# Downloading a time series of mean CO2 levels from NOAA
# and storing it in a temporary file
<- "https://gml.noaa.gov/webdata/ccgg/trends/co2/co2_annmean_mlo.csv"
url
download.file(
url,file.path(tempdir(), "co2.csv")
)
2 Accessing data
There is a wealth of data available within the context of geography and environmental sciences. However, how to efficiently access these data sources is a skill in its own right.
In general you have to know:
- where to find data, what are common sources
- how to download the data
- how to read in the data once downloaded
- how to interpret the data (domain knowledge), and verify content
2.1 Finding open trustworthy data
Environmental data can be found in a number of locations and a general web search will point you to them if you know the name of a data set you have in mind. If you want to broaden your search into new data products, the best sources are often governmental organizations. Governments collect and sponsor data acquisition and retention, with various administrations focusing on on particular topics, e.g. remote sensing, forestry, population statistics. For example, if you are looking for satellite remote sensing data, it makes sense to look at for example the European Space Agency (ESA) data repositories or the United States National Aeronautics and Space Administration (NASA). If you are looking for spatially explicit population statistics Eurostat might be a good starting place to start your search. Most states keep inventories of their protected areas as well as detailed forest inventories. Similarly, weather agencies on a state or European level can provide wealth of data. Directing your searches toward state level agencies will land you with reliable sources of data.
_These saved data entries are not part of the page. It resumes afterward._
// src/error.rs
use std::fmt;

use crate::process::select::CandidateProfile;

/// Pipeline stage a terminal error belongs to.
#[derive(Debug, Clone, Copy, PartialEq, Eq)]
pub enum Stage {
    Acquisition,
    Extraction,
    Selection,
    Normalization,
}

impl fmt::Display for Stage {
    fn fmt(&self, f: &mut fmt::Formatter<'_>) -> fmt::Result {
        f.write_str(match self {
            Stage::Acquisition => "acquisition",
            Stage::Extraction => "extraction",
            Stage::Selection => "selection",
            Stage::Normalization => "normalization",
        })
    }
}

fn summarize(candidates: &[CandidateProfile]) -> String {
    candidates
        .iter()
        .map(|c| format!("\n  - {}", c))
        .collect()
}

/// Terminal conditions of a run. None of these are retried.
#[derive(Debug, thiserror::Error)]
pub enum ScrapeError {
    #[error("acquisition failed: source unavailable: {0}")]
    SourceUnavailable(String),

    #[error("extraction failed: no {kind} found in source")]
    NoCandidatesFound { kind: &'static str },

    #[error(
        "selection failed: none of {} candidates contains a pollutant code{}",
        .candidates.len(),
        summarize(.candidates)
    )]
    AmbiguousCandidate { candidates: Vec<CandidateProfile> },

    #[error(
        "normalization failed: `{selected}` produced no pollutant readings{}",
        summarize(.candidates)
    )]
    SchemaMismatch {
        selected: String,
        candidates: Vec<CandidateProfile>,
    },

    #[error("normalization failed: `{selected}` produced no rows")]
    EmptyTable { selected: String },
}

impl ScrapeError {
    pub fn stage(&self) -> Stage {
        match self {
            ScrapeError::SourceUnavailable(_) => Stage::Acquisition,
            ScrapeError::NoCandidatesFound { .. } => Stage::Extraction,
            ScrapeError::AmbiguousCandidate { .. } => Stage::Selection,
            ScrapeError::SchemaMismatch { .. } | ScrapeError::EmptyTable { .. } => {
                Stage::Normalization
            }
        }
    }

    /// Structural summaries attached to the error, if any.
    pub fn candidates(&self) -> &[CandidateProfile] {
        match self {
            ScrapeError::AmbiguousCandidate { candidates }
            | ScrapeError::SchemaMismatch { candidates, .. } => candidates,
            _ => &[],
        }
    }

    /// Attach the profiles of every candidate considered in the run.
    pub fn with_candidates(self, all: &[CandidateProfile]) -> Self {
        match self {
            ScrapeError::SchemaMismatch { selected, .. } => ScrapeError::SchemaMismatch {
                selected,
                candidates: all.to_vec(),
            },
            other => other,
        }
    }
}
// src/fetch/sniff.rs
//
// Endpoint discovery for pages that fill their tables from a JSON call.
use anyhow::{anyhow, Result};
use once_cell::sync::Lazy;
use regex::Regex;
use reqwest::Client;
use serde_json::Value;
use std::collections::HashSet;
use tracing::{debug, info, instrument, trace, warn};
use url::Url;

use super::{get_text_with_retry, parse_url};
use crate::config::Config;

/// Quoted strings that look like paths or URLs, in attributes or scripts.
static QUOTED_URL: Lazy<Regex> = Lazy::new(|| {
    Regex::new(r#"["']((?:https?:)?/{0,2}[A-Za-z0-9_\-./?=&%:~+]+)["']"#).expect("valid regex")
});

static DATA_HINT: Lazy<Regex> =
    Lazy::new(|| Regex::new(r"(?i)(\.json\b|/api/|\bapi\b|ajax|data)").expect("valid regex"));

static STATIC_ASSET: Lazy<Regex> = Lazy::new(|| {
    Regex::new(r"(?i)\.(css|js|png|jpe?g|gif|svg|ico|woff2?|ttf|eot|webp|pdf|mp4)$")
        .expect("valid regex")
});

fn looks_like_endpoint(path: &str) -> bool {
    DATA_HINT.is_match(path) && !STATIC_ASSET.is_match(path)
}

/// Case-insensitive, so `pm10` field names count for a `PM10` marker.
pub fn mentions_marker(body: &str, marker: &str) -> bool {
    body.to_lowercase().contains(&marker.to_lowercase())
}

/// Candidate data endpoints referenced by `html`, resolved against `base`,
/// in document order without repeats.
pub fn discover_endpoints(html: &str, base: &Url) -> Vec<Url> {
    let mut seen = HashSet::new();
    let mut out = Vec::new();
    for caps in QUOTED_URL.captures_iter(html) {
        let raw = &caps[1];
        if !raw.contains('/') && !raw.ends_with(".json") {
            continue;
        }
        let Ok(full) = base.join(raw) else {
            continue;
        };
        if !matches!(full.scheme(), "http" | "https") || !looks_like_endpoint(full.path()) {
            continue;
        }
        if seen.insert(full.as_str().to_string()) {
            trace!(url = %full, "candidate endpoint");
            out.push(full);
        }
    }
    out
}

/// Fetch the page, then each discovered endpoint in order, returning the
/// first JSON body that mentions the wait marker.
#[instrument(level = "info", skip(client, cfg), fields(url = %cfg.url))]
pub async fn sniff_json(client: &Client, cfg: &Config) -> Result<Value> {
    let page_url = parse_url(&cfg.url)?;
    let html = get_text_with_retry(client, &page_url, cfg.max_retries, cfg.backoff_ms).await?;
    let endpoints = discover_endpoints(&html, &page_url);
    info!(count = endpoints.len(), "discovered endpoints");

    for endpoint in &endpoints {
        let body = match get_text_with_retry(client, endpoint, 0, cfg.backoff_ms).await {
            Ok(b) => b,
            Err(e) => {
                warn!(%endpoint, error = %e, "endpoint unreachable");
                continue;
            }
        };
        if !mentions_marker(&body, &cfg.wait_marker) {
            debug!(%endpoint, "no marker in response");
            continue;
        }
        match serde_json::from_str::<Value>(body.trim_start_matches('\u{feff}')) {
            Ok(value) => {
                info!(%endpoint, bytes = body.len(), "using sniffed endpoint");
                return Ok(value);
            }
            Err(e) => debug!(%endpoint, error = %e, "not JSON"),
        }
    }

    Err(anyhow!(
        "no data endpoint found on {} ({} probed)",
        page_url,
        endpoints.len()
    ))
}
Similarly, non-governmental organizations (NGOs), foundations and other non-profit organizations can be a valuable source of information. General street layouts, and location based information on businesses and other venues can be sourced from Open Street Map (OSM). The World Wildlife Fund (WWF) has contributed to biodiversity mapping initiatives. In general, non-profits and NGOs are trustworthy but you should verify if sources are commonly used within the scientific literature.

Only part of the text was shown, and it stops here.